Anderson finished with just 11 yards on seven carries, while converted wide receiver Kyric McGowan led the way (excluding QBs) with four carries for 14 yards. It’s clear that the team’s running game is heavily impacted by the absence of Isaiah Bowser, who was re-injured last week vs. Iowa and did not travel with the team to Bloomington.

A 2-10 season is a legitimate possibility

Purdue, Massachusetts, No. 13 Minnesota, @ Illinois. These are the remaining games on currently 1-7 Northwestern’s schedule.
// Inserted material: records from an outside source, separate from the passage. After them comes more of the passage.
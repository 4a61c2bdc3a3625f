// Copyright (c) 2025 R3BL LLC. Licensed under Apache License, Version 2.0.

//! A fixed capacity run of character units with an owned link to the next block. This is
//! the node type of the chain owned by [`crate::ChunkedStringN`].

use std::fmt::{Debug, Formatter, Result};

use crate::DEBUG_CHUNKED_STRING;

/// A fixed size buffer of `N` character units, plus a link to the following block.
///
/// # Fields
///
/// * `units`: Stack allocated storage. Only the first `count` slots hold content; slots
///   past `count` may hold stale data, which is never observable through the API.
/// * `count`: Number of populated units, `0 <= count <= N`.
/// * `next`: The rest of the chain. A block exclusively owns everything after it.
///
/// # Examples
///
/// ```
/// use chunked_string::Block;
///
/// let block = Block::<4>::new();
/// assert_eq!(block.len(), 0);
/// assert_eq!(block.capacity(), 4);
/// assert!(block.next().is_none());
/// ```
pub struct Block<const N: usize> {
    units: [char; N],
    count: usize,
    pub(crate) next: Option<Box<Block<N>>>,
}

mod constructor {
    use super::*;

    impl<const N: usize> Default for Block<N> {
        fn default() -> Self { Self::new() }
    }

    impl<const N: usize> Block<N> {
        #[must_use]
        pub fn new() -> Self {
            const { assert!(N > 0, "a block must hold at least one unit") };
            Self {
                units: ['\0'; N],
                count: 0,
                next: None,
            }
        }

        /// Create a block w/ `units` already in it. The caller guarantees that
        /// `units.len() <= N`.
        pub(crate) fn from_slice(units: &[char]) -> Self {
            debug_assert!(units.len() <= N);
            let mut it = Self::new();
            it.units[..units.len()].copy_from_slice(units);
            it.count = units.len();
            it
        }
    }
}

mod size {
    use super::*;

    impl<const N: usize> Block<N> {
        #[must_use]
        pub fn len(&self) -> usize { self.count }

        #[must_use]
        pub fn is_empty(&self) -> bool { self.count == 0 }

        #[must_use]
        pub fn is_full(&self) -> bool { self.count == N }

        #[must_use]
        pub const fn capacity(&self) -> usize { N }
    }
}

mod access {
    use super::*;

    impl<const N: usize> Block<N> {
        /// The populated units, in order.
        #[must_use]
        pub fn as_slice(&self) -> &[char] { &self.units[..self.count] }

        #[must_use]
        pub fn get(&self, index: usize) -> Option<char> {
            self.as_slice().get(index).copied()
        }

        pub(crate) fn get_mut(&mut self, index: usize) -> Option<&mut char> {
            self.units[..self.count].get_mut(index)
        }

        /// The following block in the chain, if any.
        #[must_use]
        pub fn next(&self) -> Option<&Block<N>> { self.next.as_deref() }
    }
}

mod mutator {
    use super::*;

    impl<const N: usize> Block<N> {
        /// Write `ch` into the next free slot of this block. When this block is full, a
        /// new block holding just `ch` is linked after it instead.
        ///
        /// Returns the block that received `ch`, which is the new tail of the chain. Must
        /// only be called on the tail block.
        pub(crate) fn push_or_grow(&mut self, ch: char) -> &mut Block<N> {
            debug_assert!(self.next.is_none());

            // Room in this block.
            if !self.is_full() {
                self.units[self.count] = ch;
                self.count += 1;
                return self;
            }

            // Full, so allocate a new tail.
            DEBUG_CHUNKED_STRING.then(|| {
                // % is Display, ? is Debug.
                tracing::debug!(
                    message = "🧱 Tail block is full, allocating a new block",
                    capacity = N,
                    first_unit = ?ch,
                );
            });
            let new_tail = self.next.insert(Box::new(Block::from_slice(&[ch])));
            new_tail.as_mut()
        }

        /// Link `chain` after this block. Must only be called on the tail block.
        pub(crate) fn link(&mut self, chain: Box<Block<N>>) {
            debug_assert!(self.next.is_none());
            self.next = Some(chain);
        }

        /// Detach everything at and after the local offset `at` (where `at <= len`).
        ///
        /// - `at == len`: this block is untouched, and the rest of the chain is detached.
        /// - `at < len`: the units in `at..len` move into a new block that heads the
        ///   detached chain, and this block is truncated to `at` units.
        ///
        /// ```text
        /// split_off(2) on [a b c d] -> [e f]
        ///
        /// this block:     [a b]
        /// detached chain: [c d] -> [e f]
        /// ```
        pub(crate) fn split_off(&mut self, at: usize) -> Option<Box<Block<N>>> {
            debug_assert!(at <= self.count);

            if at >= self.count {
                return self.next.take();
            }

            let mut detached = Box::new(Block::from_slice(&self.units[at..self.count]));
            detached.next = self.next.take();
            self.count = at;

            DEBUG_CHUNKED_STRING.then(|| {
                tracing::debug!(
                    message = "✂️ Split block",
                    kept = self.count,
                    moved = detached.count,
                );
            });

            Some(detached)
        }
    }
}

/// Drop the rest of the chain one block at a time. The default (recursive) drop glue of
/// `Option<Box<Block>>` would use one stack frame per block, which overflows the stack for
/// long chains.
impl<const N: usize> Drop for Block<N> {
    fn drop(&mut self) {
        let mut next = self.next.take();
        while let Some(mut block) = next {
            next = block.next.take();
        }
    }
}

impl<const N: usize> Debug for Block<N> {
    fn fmt(&self, f: &mut Formatter<'_>) -> Result {
        f.debug_struct("Block")
            .field("units", &self.as_slice())
            .field("count", &self.count)
            .field("capacity", &N)
            .field("has_next", &self.next.is_some())
            .finish()
    }
}

#[cfg(test)]
mod tests {
    use pretty_assertions::assert_eq;

    use super::*;

    #[test]
    fn test_empty_block() {
        let block = Block::<4>::new();
        assert_eq!(block.len(), 0);
        assert!(block.is_empty());
        assert!(!block.is_full());
        assert_eq!(block.capacity(), 4);
        assert_eq!(block.as_slice(), &[] as &[char]);
        assert_eq!(block.get(0), None);
        assert!(block.next().is_none());
    }

    #[test]
    fn test_push_until_full() {
        let mut block = Block::<3>::new();
        block.push_or_grow('a');
        block.push_or_grow('b');
        block.push_or_grow('c');
        assert_eq!(block.len(), 3);
        assert!(block.is_full());
        assert_eq!(block.as_slice(), &['a', 'b', 'c']);
        assert!(block.next().is_none());
    }

    #[test]
    fn test_push_on_full_block_grows_chain() {
        let mut block = Block::<2>::new();
        block.push_or_grow('a');
        block.push_or_grow('b');
        let new_tail = block.push_or_grow('c');
        assert_eq!(new_tail.as_slice(), &['c']);

        let next = block.next().unwrap();
        assert_eq!(next.as_slice(), &['c']);
        assert_eq!(block.as_slice(), &['a', 'b']);
    }

    #[test]
    fn test_get_mut_only_reaches_populated_units() {
        let mut block = Block::<4>::from_slice(&['x', 'y']);
        *block.get_mut(1).unwrap() = 'z';
        assert_eq!(block.as_slice(), &['x', 'z']);
        assert!(block.get_mut(2).is_none());
    }

    #[test]
    fn test_split_off_in_the_middle() {
        let mut block = Block::<4>::from_slice(&['a', 'b', 'c', 'd']);
        block.link(Box::new(Block::from_slice(&['e', 'f'])));

        let detached = block.split_off(2).unwrap();
        assert_eq!(block.as_slice(), &['a', 'b']);
        assert!(block.next().is_none());

        assert_eq!(detached.as_slice(), &['c', 'd']);
        assert_eq!(detached.next().unwrap().as_slice(), &['e', 'f']);
    }

    #[test]
    fn test_split_off_at_the_end_detaches_next() {
        let mut block = Block::<4>::from_slice(&['a', 'b']);
        block.link(Box::new(Block::from_slice(&['c'])));

        let detached = block.split_off(2).unwrap();
        assert_eq!(block.as_slice(), &['a', 'b']);
        assert!(block.next().is_none());
        assert_eq!(detached.as_slice(), &['c']);

        assert!(block.split_off(2).is_none());
    }

    #[test]
    fn test_split_off_at_zero_empties_block() {
        let mut block = Block::<4>::from_slice(&['a', 'b']);
        let detached = block.split_off(0).unwrap();
        assert!(block.is_empty());
        assert_eq!(detached.as_slice(), &['a', 'b']);
    }

    #[test]
    fn test_drop_long_chain_does_not_overflow_stack() {
        let mut head = Block::<1>::new();
        let mut tail = &mut head;
        for _ in 0..200_000 {
            tail = tail.push_or_grow('x');
        }
        drop(head);
    }

    #[test]
    fn test_debug_shows_populated_units_only() {
        let block = Block::<4>::from_slice(&['h', 'i']);
        assert_eq!(
            format!("{block:?}"),
            "Block { units: ['h', 'i'], count: 2, capacity: 4, has_next: false }"
        );
    }
}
If, hypothetically, the ‘Cats were to win out, they would likely make a bowl game based on APR (academic progress rate). The odds of that happening, however, are slim to none. Based on their performance tonight, and those that came before it, it’s not hard to see the defending Big Ten West champions going 4-8, 3-9 or possibly even 2-10 this season.

Purdue just beat Nebraska, Minnesota is currently undefeated and Illinois has now won their last three games (including their shocking win over Wisconsin) and appear to be bowl-bound. While two of the three contests are at home, home field advantage doesn’t mean much at Ryan Field these days. It looks like the only trophy NU will be competing for this season is the HAT.

It’s time to look ahead to basketball season

In what’s truly just an extension of the previous takeaway, it’s time to look ahead to spending some time in Welsh-Ryan.

Here’s a fun fact: in just one game, Northwestern men’s basketball has scored more points than the football team has this entire season (105 to 102). Granted, the ‘Cats faced Division II Quincy in that tune-up exhibition, but the offense looked exciting nonetheless. Freshman guard Boo Buie scored 18 points, while the greatest lacrosse player in the country, aka Pat Spencer, demonstrated his hops with a couple of flashy dunks.

Meanwhile, women’s basketball is coming off an exciting run to the finals of the WNIT, and brings back one of the best backcourts in the Big Ten in its entirety. Behind exciting true sophomore point guard Veronica Burton and USA national team member Lindsey Pulliam at shooting guard, this team looks like a contender to reach the NCAA Tournament. Don’t sleep.

No matter how much the men’s team struggles, and even if their counterparts disappoint, it certainly can’t get worse than having the worst offense in the FBS, right?